Objective: To identify prognostic factors for female dogs that have undergone surgical removal of malignant mammary tumors.
Design: Retrospective case series.
Animals: 79 female dogs with malignant mammary tumors.
Procedure: Information obtained from the medical records included breed, age, sex, tumor size (maximum diameter), number and location of affected mammary glands, time between tumor identification and surgical removal, radiographic evidence of distant metastasis, surgical procedure, ovariohysterectomy (OHE) status, histologic classification of the tumor, and survival time.

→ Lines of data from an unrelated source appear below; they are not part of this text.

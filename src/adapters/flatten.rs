//! Expanding each element into a run of elements.

use crate::{cursor::{pull, Cursor, IterCursor}, error::{Error, Result}};

/// Maps every element to an iterable and yields the elements of each in turn.
///
/// Holds the parent and the cursor over the current inner iterable. The next
/// inner iterable is made only once the current one is exhausted, and empty
/// ones are passed over inside [`more`](Cursor::more).
pub struct FlatMap<C, F, I: Iterator> {
    parent: C,
    mapper: F,
    inner: Option<IterCursor<I>>,
    fault: Option<Error>
}

impl<C, F, I: Iterator> FlatMap<C, F, I> {
    /// Wrap `parent`, expanding each element through `mapper`.
    #[inline]
    pub const fn new(parent: C, mapper: F) -> Self {
        Self { parent, mapper, inner: None, fault: None }
    }
}

impl<C, F, U, I> Cursor for FlatMap<C, F, I>
    where
        C: Cursor,
        F: FnMut(C::Item) -> U,
        U: IntoIterator<IntoIter = I, Item = I::Item>,
        I: Iterator
{
    type Item = I::Item;

    fn more(&mut self) -> bool {
        loop {
            if self.fault.is_some() {
                return true;
            }
            if let Some(inner) = &mut self.inner {
                if inner.more() {
                    return true;
                }
            }
            match pull(&mut self.parent) {
                Some(Ok(elem)) => self.inner = Some(IterCursor::new((self.mapper)(elem).into_iter())),
                Some(Err(err)) => self.fault = Some(err),
                None => {
                    self.inner = None;
                    return false;
                }
            }
        }
    }

    fn take(&mut self) -> Result<I::Item> {
        if !self.more() {
            return Err(Error::Exhausted);
        }
        if let Some(err) = self.fault.take() {
            return Err(err);
        }
        match &mut self.inner {
            Some(inner) => inner.take(),
            None        => Err(Error::Exhausted)
        }
    }
}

Results: Results of univariate analyses indicated that clinical stage, tumor size, OHE status, metastasis to adjacent lymph nodes or distant sites, and histologic classification of the tumor were significantly associated with survival 2 years after surgery. Tumors > or = 5 cm in diameter and tumors that had been identified > 6 months before surgery were more likely to metastasize to adjacent lymph nodes. Ovariohysterectomy was more beneficial in dogs with complex carcinomas than in dogs with simple carcinomas. In multivariate analyses, clinical stage, tumor size, and OHE status were significantly associated with survival 2 years after surgery.
Conclusions and clinical relevance: Results suggest that tumor stage, tumor size, and OHE status were significant prognostic factors associated with survival 2 years after surgery in dogs with malignant mammary tumors. Further, either dogs with tumors > or = 5 cm in diameter or dogs with tumors present for > 6 months prior to surgery had a higher risk of having lymph node metastases.